#### [TO DO]
Repeat each entry in full, exactly.

#### [EXTRACTED DATA]

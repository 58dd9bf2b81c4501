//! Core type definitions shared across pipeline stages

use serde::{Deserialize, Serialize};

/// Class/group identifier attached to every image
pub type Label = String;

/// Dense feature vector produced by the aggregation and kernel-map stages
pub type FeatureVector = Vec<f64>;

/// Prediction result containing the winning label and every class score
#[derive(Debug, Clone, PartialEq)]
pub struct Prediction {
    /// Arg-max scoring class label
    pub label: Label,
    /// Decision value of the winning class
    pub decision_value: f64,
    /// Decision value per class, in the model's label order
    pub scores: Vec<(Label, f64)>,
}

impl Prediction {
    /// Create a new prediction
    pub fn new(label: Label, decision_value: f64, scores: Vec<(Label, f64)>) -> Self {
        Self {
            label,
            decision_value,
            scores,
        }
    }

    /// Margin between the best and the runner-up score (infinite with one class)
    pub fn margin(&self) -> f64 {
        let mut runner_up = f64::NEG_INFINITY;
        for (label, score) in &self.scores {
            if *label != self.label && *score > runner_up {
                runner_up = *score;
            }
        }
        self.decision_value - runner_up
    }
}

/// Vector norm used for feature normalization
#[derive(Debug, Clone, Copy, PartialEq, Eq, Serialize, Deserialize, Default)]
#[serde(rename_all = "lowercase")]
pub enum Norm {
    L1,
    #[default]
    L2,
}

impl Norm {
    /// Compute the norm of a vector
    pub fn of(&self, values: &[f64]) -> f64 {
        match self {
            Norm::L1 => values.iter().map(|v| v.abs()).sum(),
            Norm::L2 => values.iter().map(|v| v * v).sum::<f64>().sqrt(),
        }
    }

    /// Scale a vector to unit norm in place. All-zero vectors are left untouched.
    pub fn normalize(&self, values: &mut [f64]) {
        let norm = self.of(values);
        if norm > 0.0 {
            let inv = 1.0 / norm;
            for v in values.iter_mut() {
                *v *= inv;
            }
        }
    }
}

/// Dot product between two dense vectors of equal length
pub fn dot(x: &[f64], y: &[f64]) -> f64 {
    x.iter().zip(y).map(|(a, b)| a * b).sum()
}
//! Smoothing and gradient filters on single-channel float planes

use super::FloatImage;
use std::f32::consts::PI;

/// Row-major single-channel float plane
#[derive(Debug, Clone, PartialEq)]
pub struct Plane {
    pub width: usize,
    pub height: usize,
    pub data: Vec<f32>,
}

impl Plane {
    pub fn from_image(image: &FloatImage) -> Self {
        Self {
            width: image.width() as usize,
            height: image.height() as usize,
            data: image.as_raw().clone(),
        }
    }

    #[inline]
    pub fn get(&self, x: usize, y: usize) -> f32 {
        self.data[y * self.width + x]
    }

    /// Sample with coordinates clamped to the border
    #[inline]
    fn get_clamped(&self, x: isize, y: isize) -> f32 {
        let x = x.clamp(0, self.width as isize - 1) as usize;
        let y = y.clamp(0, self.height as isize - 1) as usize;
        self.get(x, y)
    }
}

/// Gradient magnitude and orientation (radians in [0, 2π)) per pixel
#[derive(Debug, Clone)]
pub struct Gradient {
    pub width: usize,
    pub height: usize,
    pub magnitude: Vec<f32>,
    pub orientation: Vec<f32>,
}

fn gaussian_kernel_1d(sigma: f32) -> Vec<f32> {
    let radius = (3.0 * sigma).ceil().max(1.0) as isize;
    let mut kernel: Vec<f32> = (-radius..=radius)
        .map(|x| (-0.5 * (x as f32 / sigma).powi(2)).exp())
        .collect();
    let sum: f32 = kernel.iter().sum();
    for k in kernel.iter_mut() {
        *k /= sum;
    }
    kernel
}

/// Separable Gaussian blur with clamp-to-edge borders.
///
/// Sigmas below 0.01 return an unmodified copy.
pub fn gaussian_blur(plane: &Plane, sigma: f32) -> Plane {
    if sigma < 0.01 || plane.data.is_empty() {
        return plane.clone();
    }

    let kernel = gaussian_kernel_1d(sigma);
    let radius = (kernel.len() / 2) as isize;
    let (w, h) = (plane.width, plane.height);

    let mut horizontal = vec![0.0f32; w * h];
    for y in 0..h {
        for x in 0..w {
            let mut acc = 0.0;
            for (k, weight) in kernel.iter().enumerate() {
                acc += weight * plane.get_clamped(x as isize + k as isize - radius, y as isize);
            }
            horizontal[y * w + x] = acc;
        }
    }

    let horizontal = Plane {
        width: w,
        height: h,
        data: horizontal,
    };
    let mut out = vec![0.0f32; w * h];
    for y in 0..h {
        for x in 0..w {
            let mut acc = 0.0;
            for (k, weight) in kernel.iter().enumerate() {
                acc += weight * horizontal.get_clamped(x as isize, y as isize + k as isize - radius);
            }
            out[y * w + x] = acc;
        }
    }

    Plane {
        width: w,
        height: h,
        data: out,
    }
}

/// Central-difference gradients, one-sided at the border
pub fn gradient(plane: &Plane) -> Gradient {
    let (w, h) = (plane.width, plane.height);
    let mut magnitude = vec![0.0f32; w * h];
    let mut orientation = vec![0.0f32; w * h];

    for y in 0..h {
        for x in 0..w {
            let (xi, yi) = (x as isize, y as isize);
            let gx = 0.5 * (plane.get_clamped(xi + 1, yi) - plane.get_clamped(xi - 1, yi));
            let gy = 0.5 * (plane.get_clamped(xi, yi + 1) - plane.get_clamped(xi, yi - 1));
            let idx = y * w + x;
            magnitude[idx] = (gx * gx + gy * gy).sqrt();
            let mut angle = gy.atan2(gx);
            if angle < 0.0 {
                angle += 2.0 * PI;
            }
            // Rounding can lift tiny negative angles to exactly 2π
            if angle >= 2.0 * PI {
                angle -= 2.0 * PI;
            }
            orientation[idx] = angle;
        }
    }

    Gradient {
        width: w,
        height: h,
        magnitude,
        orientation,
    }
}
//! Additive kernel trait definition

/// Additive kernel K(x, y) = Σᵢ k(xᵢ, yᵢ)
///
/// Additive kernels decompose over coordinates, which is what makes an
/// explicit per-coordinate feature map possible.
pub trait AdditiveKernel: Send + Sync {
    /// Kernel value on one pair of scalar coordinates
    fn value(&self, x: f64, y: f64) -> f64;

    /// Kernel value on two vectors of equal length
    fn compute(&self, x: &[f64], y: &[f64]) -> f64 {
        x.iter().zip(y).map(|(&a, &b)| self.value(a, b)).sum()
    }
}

#### [RESULT OF THIS TASK]
repository 58dd9bf2b81c4501
//! Core type definitions shared across pipeline stages

use serde::{Deserialize, Serialize};

/// Class/group identifier attached to every image
pub type Label = String;

/// Dense feature vector produced by the aggregation and kernel-map stages
pub type FeatureVector = Vec<f64>;

/// Prediction result containing the winning label and every class score
#[derive(Debug, Clone, PartialEq)]
pub struct Prediction {
    /// Arg-max scoring class label
    pub label: Label,
    /// Decision value of the winning class
    pub decision_value: f64,
    /// Decision value per class, in the model's label order
    pub scores: Vec<(Label, f64)>,
}

impl Prediction {
    /// Create a new prediction
    pub fn new(label: Label, decision_value: f64, scores: Vec<(Label, f64)>) -> Self {
        Self {
            label,
            decision_value,
            scores,
        }
    }

    /// Margin between the best and the runner-up score (infinite with one class)
    pub fn margin(&self) -> f64 {
        let mut runner_up = f64::NEG_INFINITY;
        for (label, score) in &self.scores {
            if *label != self.label && *score > runner_up {
                runner_up = *score;
            }
        }
        self.decision_value - runner_up
    }
}

/// Vector norm used for feature normalization
#[derive(Debug, Clone, Copy, PartialEq, Eq, Serialize, Deserialize, Default)]
#[serde(rename_all = "lowercase")]
pub enum Norm {
    L1,
    #[default]
    L2,
}

impl Norm {
    /// Compute the norm of a vector
    pub fn of(&self, values: &[f64]) -> f64 {
        match self {
            Norm::L1 => values.iter().map(|v| v.abs()).sum(),
            Norm::L2 => values.iter().map(|v| v * v).sum::<f64>().sqrt(),
        }
    }

    /// Scale a vector to unit norm in place. All-zero vectors are left untouched.
    pub fn normalize(&self, values: &mut [f64]) {
        let norm = self.of(values);
        if norm > 0.0 {
            let inv = 1.0 / norm;
            for v in values.iter_mut() {
                *v *= inv;
            }
        }
    }
}

/// Dot product between two dense vectors of equal length
pub fn dot(x: &[f64], y: &[f64]) -> f64 {
    x.iter().zip(y).map(|(a, b)| a * b).sum()
}
//! Smoothing and gradient filters on single-channel float planes

use super::FloatImage;
use std::f32::consts::PI;

/// Row-major single-channel float plane
#[derive(Debug, Clone, PartialEq)]
pub struct Plane {
    pub width: usize,
    pub height: usize,
    pub data: Vec<f32>,
}

impl Plane {
    pub fn from_image(image: &FloatImage) -> Self {
        Self {
            width: image.width() as usize,
            height: image.height() as usize,
            data: image.as_raw().clone(),
        }
    }

    #[inline]
    pub fn get(&self, x: usize, y: usize) -> f32 {
        self.data[y * self.width + x]
    }

    /// Sample with coordinates clamped to the border
    #[inline]
    fn get_clamped(&self, x: isize, y: isize) -> f32 {
        let x = x.clamp(0, self.width as isize - 1) as usize;
        let y = y.clamp(0, self.height as isize - 1) as usize;
        self.get(x, y)
    }
}

/// Gradient magnitude and orientation (radians in [0, 2π)) per pixel
#[derive(Debug, Clone)]
pub struct Gradient {
    pub width: usize,
    pub height: usize,
    pub magnitude: Vec<f32>,
    pub orientation: Vec<f32>,
}

fn gaussian_kernel_1d(sigma: f32) -> Vec<f32> {
    let radius = (3.0 * sigma).ceil().max(1.0) as isize;
    let mut kernel: Vec<f32> = (-radius..=radius)
        .map(|x| (-0.5 * (x as f32 / sigma).powi(2)).exp())
        .collect();
    let sum: f32 = kernel.iter().sum();
    for k in kernel.iter_mut() {
        *k /= sum;
    }
    kernel
}

/// Separable Gaussian blur with clamp-to-edge borders.
///
/// Sigmas below 0.01 return an unmodified copy.
pub fn gaussian_blur(plane: &Plane, sigma: f32) -> Plane {
    if sigma < 0.01 || plane.data.is_empty() {
        return plane.clone();
    }

    let kernel = gaussian_kernel_1d(sigma);
    let radius = (kernel.len() / 2) as isize;
    let (w, h) = (plane.width, plane.height);

    let mut horizontal = vec![0.0f32; w * h];
    for y in 0..h {
        for x in 0..w {
            let mut acc = 0.0;
            for (k, weight) in kernel.iter().enumerate() {
                acc += weight * plane.get_clamped(x as isize + k as isize - radius, y as isize);
            }
            horizontal[y * w + x] = acc;
        }
    }

    let horizontal = Plane {
        width: w,
        height: h,
        data: horizontal,
    };
    let mut out = vec![0.0f32; w * h];
    for y in 0..h {
        for x in 0..w {
            let mut acc = 0.0;
            for (k, weight) in kernel.iter().enumerate() {
                acc += weight * horizontal.get_clamped(x as isize, y as isize + k as isize - radius);
            }
            out[y * w + x] = acc;
        }
    }

    Plane {
        width: w,
        height: h,
        data: out,
    }
}

/// Central-difference gradients, one-sided at the border
pub fn gradient(plane: &Plane) -> Gradient {
    let (w, h) = (plane.width, plane.height);
    let mut magnitude = vec![0.0f32; w * h];
    let mut orientation = vec![0.0f32; w * h];

    for y in 0..h {
        for x in 0..w {
            let (xi, yi) = (x as isize, y as isize);
            let gx = 0.5 * (plane.get_clamped(xi + 1, yi) - plane.get_clamped(xi - 1, yi));
            let gy = 0.5 * (plane.get_clamped(xi, yi + 1) - plane.get_clamped(xi, yi - 1));
            let idx = y * w + x;
            magnitude[idx] = (gx * gx + gy * gy).sqrt();
            let mut angle = gy.atan2(gx);
            if angle < 0.0 {
                angle += 2.0 * PI;
            }
            // Rounding can lift tiny negative angles to exactly 2π
            if angle >= 2.0 * PI {
                angle -= 2.0 * PI;
            }
            orientation[idx] = angle;
        }
    }

    Gradient {
        width: w,
        height: h,
        magnitude,
        orientation,
    }
}
//! Additive kernel trait definition

/// Additive kernel K(x, y) = Σᵢ k(xᵢ, yᵢ)
///
/// Additive kernels decompose over coordinates, which is what makes an
/// explicit per-coordinate feature map possible.
pub trait AdditiveKernel: Send + Sync {
    /// Kernel value on one pair of scalar coordinates
    fn value(&self, x: f64, y: f64) -> f64;

    /// Kernel value on two vectors of equal length
    fn compute(&self, x: &[f64], y: &[f64]) -> f64 {
        x.iter().zip(y).map(|(&a, &b)| self.value(a, b)).sum()
    }
}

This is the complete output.